WHAT IS EXPECTED ▸ Of all the lines in the entries below, give again exactly those starting at the line containing "a required field." and ending at the line containing "describe a cart.", both ends included, and no others.

DATA EXCERPTS ▸

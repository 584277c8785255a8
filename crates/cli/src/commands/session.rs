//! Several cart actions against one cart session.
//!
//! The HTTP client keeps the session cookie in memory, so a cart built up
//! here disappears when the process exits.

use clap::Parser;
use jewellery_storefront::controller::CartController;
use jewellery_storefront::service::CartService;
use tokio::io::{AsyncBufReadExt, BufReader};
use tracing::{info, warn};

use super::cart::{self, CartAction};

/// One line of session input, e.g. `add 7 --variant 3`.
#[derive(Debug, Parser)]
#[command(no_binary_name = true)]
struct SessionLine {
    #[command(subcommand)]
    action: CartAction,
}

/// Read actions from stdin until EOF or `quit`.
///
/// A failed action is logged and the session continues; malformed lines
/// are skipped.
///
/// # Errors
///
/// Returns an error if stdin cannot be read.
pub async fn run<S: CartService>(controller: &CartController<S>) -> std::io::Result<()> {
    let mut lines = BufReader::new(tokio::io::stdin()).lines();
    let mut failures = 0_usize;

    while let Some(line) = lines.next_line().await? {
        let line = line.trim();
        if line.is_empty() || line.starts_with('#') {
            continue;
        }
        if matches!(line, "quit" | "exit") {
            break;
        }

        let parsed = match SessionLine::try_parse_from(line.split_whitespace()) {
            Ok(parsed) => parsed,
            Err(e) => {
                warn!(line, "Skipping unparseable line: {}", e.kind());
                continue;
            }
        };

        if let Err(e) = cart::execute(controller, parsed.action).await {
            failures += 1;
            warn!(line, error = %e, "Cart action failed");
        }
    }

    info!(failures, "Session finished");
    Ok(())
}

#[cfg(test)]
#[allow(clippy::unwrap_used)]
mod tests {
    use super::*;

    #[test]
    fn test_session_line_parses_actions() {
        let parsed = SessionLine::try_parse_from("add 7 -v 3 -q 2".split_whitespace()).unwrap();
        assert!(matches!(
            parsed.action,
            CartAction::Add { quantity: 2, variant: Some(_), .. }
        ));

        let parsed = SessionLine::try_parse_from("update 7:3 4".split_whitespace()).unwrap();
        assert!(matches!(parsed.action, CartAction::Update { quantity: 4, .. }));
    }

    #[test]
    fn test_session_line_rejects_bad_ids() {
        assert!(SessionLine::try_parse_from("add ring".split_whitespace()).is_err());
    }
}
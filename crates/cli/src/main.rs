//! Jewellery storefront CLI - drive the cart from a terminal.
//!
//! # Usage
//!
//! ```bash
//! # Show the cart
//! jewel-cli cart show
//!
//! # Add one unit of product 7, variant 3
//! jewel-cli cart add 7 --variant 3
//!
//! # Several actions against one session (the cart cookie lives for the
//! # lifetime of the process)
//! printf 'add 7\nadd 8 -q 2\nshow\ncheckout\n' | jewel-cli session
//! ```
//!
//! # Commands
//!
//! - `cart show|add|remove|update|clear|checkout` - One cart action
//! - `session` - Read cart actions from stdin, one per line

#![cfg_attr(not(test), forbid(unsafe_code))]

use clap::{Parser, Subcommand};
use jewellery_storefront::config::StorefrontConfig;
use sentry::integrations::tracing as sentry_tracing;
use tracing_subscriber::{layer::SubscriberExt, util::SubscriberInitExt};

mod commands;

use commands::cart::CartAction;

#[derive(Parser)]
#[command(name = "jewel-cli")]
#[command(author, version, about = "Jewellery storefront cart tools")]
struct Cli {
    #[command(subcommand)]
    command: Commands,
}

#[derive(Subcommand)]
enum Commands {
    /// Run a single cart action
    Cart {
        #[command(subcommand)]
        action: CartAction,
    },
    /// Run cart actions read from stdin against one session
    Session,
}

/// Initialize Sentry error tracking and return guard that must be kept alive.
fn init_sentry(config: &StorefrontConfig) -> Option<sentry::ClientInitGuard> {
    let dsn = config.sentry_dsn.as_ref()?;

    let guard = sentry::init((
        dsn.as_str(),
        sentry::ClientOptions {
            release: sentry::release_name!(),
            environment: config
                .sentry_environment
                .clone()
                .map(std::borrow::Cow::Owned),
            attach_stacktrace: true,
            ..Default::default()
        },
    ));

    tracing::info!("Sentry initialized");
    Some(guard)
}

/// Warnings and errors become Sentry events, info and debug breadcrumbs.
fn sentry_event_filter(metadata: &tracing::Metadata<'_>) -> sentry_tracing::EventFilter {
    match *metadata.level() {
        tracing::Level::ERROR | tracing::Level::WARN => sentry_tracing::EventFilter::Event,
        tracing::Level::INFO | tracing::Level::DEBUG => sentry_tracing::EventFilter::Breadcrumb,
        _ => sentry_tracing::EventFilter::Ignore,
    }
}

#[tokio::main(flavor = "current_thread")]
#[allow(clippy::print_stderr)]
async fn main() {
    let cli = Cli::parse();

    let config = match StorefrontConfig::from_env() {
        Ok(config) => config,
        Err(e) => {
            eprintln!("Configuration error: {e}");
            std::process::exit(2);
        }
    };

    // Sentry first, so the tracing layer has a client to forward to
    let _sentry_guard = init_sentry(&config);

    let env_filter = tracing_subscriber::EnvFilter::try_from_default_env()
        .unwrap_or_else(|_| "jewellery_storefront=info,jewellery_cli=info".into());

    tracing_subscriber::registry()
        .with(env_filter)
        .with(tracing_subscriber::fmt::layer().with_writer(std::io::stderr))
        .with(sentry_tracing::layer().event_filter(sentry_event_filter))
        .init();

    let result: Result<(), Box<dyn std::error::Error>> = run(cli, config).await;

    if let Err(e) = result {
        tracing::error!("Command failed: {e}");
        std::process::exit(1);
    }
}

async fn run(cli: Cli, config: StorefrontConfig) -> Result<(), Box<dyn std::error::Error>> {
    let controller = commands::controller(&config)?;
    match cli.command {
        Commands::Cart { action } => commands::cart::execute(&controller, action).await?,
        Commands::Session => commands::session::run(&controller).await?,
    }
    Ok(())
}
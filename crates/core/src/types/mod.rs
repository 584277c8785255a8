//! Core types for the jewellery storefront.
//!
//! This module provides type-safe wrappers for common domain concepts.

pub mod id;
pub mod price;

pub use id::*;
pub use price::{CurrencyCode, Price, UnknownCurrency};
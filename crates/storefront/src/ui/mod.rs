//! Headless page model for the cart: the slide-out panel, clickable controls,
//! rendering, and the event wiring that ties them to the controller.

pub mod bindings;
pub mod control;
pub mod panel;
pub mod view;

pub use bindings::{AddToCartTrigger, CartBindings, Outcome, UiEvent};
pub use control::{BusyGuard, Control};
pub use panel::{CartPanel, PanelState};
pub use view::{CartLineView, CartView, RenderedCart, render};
...
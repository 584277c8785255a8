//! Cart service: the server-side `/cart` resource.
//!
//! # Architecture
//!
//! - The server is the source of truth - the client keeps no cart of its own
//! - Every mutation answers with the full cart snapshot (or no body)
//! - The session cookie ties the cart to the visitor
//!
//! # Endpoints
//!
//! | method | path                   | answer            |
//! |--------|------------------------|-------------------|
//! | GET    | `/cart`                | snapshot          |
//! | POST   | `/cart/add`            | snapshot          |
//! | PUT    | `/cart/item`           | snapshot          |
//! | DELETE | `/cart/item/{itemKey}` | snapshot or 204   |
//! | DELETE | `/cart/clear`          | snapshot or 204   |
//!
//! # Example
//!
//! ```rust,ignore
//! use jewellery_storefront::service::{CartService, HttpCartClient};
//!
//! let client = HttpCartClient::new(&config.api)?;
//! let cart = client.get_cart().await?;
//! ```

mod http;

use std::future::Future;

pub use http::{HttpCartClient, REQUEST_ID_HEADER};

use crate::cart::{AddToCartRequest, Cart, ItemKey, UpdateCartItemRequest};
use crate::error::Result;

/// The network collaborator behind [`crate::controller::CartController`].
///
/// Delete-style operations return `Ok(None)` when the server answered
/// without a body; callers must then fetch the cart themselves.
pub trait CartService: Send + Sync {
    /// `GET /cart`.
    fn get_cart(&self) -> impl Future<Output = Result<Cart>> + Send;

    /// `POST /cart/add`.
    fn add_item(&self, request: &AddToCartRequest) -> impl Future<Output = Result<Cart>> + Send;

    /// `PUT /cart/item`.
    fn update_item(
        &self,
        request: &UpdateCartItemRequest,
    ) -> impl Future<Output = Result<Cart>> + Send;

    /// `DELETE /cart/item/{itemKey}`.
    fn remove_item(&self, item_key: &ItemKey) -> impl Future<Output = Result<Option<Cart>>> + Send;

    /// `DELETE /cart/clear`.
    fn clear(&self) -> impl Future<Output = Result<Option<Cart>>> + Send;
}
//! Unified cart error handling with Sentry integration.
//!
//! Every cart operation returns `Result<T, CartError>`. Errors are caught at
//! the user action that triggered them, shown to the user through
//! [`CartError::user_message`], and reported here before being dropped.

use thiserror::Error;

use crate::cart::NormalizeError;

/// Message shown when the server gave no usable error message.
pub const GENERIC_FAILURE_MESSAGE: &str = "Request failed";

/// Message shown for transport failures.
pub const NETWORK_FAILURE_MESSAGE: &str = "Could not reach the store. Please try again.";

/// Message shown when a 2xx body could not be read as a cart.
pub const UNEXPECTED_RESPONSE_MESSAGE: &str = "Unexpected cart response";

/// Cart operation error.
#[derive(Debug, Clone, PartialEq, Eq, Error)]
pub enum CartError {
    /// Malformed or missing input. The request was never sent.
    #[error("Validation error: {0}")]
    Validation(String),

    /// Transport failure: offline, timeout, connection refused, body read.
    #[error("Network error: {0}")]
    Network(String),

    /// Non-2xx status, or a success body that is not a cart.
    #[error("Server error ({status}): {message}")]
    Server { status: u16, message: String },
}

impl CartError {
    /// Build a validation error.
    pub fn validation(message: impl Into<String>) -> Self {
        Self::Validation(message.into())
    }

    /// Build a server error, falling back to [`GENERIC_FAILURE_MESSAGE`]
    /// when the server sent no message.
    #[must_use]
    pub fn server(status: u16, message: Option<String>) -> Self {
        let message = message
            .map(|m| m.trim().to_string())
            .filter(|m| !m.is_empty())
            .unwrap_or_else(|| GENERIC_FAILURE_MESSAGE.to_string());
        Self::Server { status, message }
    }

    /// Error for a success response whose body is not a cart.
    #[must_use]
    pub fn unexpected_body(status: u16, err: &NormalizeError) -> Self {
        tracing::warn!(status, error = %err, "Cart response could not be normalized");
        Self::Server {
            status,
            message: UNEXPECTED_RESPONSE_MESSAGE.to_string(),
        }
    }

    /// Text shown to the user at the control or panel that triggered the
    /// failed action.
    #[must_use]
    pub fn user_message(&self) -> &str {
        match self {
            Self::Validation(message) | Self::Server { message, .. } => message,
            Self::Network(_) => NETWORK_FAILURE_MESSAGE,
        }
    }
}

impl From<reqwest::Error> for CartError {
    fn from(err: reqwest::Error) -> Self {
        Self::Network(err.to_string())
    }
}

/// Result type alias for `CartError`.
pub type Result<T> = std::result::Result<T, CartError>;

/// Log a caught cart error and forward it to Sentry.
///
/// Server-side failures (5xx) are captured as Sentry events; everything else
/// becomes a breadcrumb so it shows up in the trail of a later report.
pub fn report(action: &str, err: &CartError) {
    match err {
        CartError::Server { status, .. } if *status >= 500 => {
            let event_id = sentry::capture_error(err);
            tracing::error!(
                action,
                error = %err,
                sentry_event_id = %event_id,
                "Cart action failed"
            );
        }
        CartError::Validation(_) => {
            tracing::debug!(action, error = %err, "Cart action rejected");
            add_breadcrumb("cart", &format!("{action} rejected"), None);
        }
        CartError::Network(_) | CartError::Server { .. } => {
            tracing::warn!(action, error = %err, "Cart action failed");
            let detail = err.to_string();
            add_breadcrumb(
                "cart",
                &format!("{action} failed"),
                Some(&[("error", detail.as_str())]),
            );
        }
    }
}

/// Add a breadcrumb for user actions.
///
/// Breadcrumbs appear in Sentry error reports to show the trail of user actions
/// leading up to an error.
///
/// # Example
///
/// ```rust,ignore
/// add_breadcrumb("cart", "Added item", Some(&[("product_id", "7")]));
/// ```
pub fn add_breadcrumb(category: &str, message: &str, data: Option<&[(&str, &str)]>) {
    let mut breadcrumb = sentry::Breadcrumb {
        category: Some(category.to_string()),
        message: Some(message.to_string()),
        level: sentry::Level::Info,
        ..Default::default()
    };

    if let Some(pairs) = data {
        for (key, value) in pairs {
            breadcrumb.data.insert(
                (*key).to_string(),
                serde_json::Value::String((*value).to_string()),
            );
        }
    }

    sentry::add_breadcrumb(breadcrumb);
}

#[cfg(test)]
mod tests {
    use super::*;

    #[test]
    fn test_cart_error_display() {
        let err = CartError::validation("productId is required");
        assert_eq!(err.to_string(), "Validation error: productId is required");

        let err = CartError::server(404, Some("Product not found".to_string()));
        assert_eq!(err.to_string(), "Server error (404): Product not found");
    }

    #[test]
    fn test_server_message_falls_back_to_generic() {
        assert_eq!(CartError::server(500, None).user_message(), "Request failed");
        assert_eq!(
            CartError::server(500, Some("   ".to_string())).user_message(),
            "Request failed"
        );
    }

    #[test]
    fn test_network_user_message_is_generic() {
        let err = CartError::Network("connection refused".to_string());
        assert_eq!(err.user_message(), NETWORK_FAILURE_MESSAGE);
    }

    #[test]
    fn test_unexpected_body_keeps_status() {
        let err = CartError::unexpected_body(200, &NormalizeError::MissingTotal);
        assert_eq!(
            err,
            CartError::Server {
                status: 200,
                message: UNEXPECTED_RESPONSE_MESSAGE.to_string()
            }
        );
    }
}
* * *
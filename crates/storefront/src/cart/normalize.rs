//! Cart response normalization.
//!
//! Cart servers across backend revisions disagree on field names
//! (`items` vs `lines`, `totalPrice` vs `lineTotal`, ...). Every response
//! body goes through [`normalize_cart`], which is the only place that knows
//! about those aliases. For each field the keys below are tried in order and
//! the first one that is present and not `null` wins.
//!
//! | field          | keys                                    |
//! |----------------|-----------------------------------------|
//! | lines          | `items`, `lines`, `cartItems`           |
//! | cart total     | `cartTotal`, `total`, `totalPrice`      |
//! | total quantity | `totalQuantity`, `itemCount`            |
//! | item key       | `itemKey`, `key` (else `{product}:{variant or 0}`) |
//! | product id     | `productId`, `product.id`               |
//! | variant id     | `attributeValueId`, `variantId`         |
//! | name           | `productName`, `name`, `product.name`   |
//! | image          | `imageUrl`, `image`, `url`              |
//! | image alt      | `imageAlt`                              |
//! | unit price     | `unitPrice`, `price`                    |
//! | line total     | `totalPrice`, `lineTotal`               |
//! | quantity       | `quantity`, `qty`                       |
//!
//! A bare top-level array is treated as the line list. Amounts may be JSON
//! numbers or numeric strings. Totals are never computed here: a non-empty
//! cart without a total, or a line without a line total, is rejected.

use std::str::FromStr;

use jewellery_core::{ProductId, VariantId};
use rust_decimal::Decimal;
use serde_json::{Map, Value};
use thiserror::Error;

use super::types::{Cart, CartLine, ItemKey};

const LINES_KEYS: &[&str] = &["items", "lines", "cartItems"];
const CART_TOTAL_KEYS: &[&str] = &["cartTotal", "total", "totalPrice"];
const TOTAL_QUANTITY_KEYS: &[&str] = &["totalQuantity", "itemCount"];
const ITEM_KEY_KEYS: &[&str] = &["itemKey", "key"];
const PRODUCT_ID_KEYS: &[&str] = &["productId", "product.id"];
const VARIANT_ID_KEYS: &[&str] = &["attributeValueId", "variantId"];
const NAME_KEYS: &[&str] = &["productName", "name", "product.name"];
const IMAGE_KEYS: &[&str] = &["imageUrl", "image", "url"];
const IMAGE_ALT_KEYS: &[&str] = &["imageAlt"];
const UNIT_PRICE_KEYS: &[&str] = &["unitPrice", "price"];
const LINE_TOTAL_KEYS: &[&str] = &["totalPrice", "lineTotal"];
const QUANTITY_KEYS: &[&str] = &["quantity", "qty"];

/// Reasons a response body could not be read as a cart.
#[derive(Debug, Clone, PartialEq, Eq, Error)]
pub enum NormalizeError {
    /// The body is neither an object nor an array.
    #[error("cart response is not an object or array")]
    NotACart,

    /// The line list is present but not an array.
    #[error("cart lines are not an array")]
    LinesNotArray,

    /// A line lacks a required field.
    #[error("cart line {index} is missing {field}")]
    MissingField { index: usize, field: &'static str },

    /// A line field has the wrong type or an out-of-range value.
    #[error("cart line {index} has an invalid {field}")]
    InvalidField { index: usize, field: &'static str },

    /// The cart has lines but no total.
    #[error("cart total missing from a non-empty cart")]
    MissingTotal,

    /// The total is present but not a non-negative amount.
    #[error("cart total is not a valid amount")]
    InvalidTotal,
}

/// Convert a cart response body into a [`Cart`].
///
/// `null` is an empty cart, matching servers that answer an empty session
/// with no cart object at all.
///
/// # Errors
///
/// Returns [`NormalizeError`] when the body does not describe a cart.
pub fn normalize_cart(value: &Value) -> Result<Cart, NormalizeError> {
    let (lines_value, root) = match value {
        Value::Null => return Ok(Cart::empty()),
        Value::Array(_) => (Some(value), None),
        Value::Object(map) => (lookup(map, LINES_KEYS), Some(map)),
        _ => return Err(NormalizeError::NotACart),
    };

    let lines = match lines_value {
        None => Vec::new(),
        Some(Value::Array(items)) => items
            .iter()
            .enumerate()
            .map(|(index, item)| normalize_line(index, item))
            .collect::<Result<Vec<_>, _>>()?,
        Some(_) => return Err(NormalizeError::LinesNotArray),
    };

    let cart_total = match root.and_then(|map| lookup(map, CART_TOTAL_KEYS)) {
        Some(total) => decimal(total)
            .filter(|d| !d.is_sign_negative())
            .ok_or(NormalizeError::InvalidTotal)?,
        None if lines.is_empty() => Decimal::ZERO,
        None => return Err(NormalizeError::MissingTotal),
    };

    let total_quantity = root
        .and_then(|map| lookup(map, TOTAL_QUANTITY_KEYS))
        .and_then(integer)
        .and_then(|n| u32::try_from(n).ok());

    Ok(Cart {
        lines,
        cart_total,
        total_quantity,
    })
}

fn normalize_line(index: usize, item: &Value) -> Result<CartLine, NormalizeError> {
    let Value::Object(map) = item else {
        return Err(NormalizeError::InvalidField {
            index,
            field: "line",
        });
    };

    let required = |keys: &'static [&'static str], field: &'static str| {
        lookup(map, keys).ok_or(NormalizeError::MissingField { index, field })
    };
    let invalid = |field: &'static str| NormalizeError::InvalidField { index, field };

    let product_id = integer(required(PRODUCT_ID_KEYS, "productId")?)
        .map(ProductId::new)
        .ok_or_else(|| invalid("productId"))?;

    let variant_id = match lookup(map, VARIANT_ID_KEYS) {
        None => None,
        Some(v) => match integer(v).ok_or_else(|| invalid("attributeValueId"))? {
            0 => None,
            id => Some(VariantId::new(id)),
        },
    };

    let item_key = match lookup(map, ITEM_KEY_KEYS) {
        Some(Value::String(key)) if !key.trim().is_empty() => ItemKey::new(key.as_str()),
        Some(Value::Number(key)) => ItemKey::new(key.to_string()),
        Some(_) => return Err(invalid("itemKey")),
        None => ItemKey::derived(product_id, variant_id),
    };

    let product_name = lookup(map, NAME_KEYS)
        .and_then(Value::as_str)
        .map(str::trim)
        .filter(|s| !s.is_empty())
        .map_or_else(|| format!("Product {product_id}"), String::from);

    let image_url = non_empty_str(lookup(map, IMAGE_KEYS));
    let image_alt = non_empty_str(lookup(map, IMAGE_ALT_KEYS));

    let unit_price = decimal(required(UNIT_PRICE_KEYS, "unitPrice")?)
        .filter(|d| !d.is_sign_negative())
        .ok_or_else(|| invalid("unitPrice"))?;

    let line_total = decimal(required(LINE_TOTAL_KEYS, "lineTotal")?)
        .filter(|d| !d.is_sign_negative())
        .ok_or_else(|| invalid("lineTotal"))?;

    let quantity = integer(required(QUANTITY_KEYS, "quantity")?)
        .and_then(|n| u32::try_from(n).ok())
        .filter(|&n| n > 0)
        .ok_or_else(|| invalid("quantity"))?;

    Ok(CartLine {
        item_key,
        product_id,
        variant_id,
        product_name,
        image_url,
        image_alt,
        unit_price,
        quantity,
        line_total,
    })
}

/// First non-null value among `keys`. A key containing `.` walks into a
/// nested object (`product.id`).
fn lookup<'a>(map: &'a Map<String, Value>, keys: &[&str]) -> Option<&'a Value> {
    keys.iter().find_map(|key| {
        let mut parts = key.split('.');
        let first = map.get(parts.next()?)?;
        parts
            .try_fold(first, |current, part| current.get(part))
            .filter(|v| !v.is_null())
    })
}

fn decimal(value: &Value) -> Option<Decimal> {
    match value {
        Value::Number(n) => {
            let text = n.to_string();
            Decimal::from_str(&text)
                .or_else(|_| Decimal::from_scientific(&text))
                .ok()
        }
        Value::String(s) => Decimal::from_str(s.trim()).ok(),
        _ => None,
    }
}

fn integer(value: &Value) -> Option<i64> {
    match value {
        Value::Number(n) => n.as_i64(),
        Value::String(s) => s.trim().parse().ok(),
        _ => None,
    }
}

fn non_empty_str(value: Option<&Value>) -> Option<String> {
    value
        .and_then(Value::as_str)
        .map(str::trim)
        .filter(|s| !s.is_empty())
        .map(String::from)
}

REPLY ▸
    /// A line lacks a required field.
    #[error("cart line {index} is missing {field}")]
    MissingField { index: usize, field: &'static str },

    /// A line field has the wrong type or an out-of-range value.
    #[error("cart line {index} has an invalid {field}")]
    InvalidField { index: usize, field: &'static str },

    /// The cart has lines but no total.
    #[error("cart total missing from a non-empty cart")]
    MissingTotal,

    /// The total is present but not a non-negative amount.
    #[error("cart total is not a valid amount")]
    InvalidTotal,
}

/// Convert a cart response body into a [`Cart`].
///
/// `null` is an empty cart, matching servers that answer an empty session
/// with no cart object at all.
///
/// # Errors
///
/// Returns [`NormalizeError`] when the body does not describe a cart.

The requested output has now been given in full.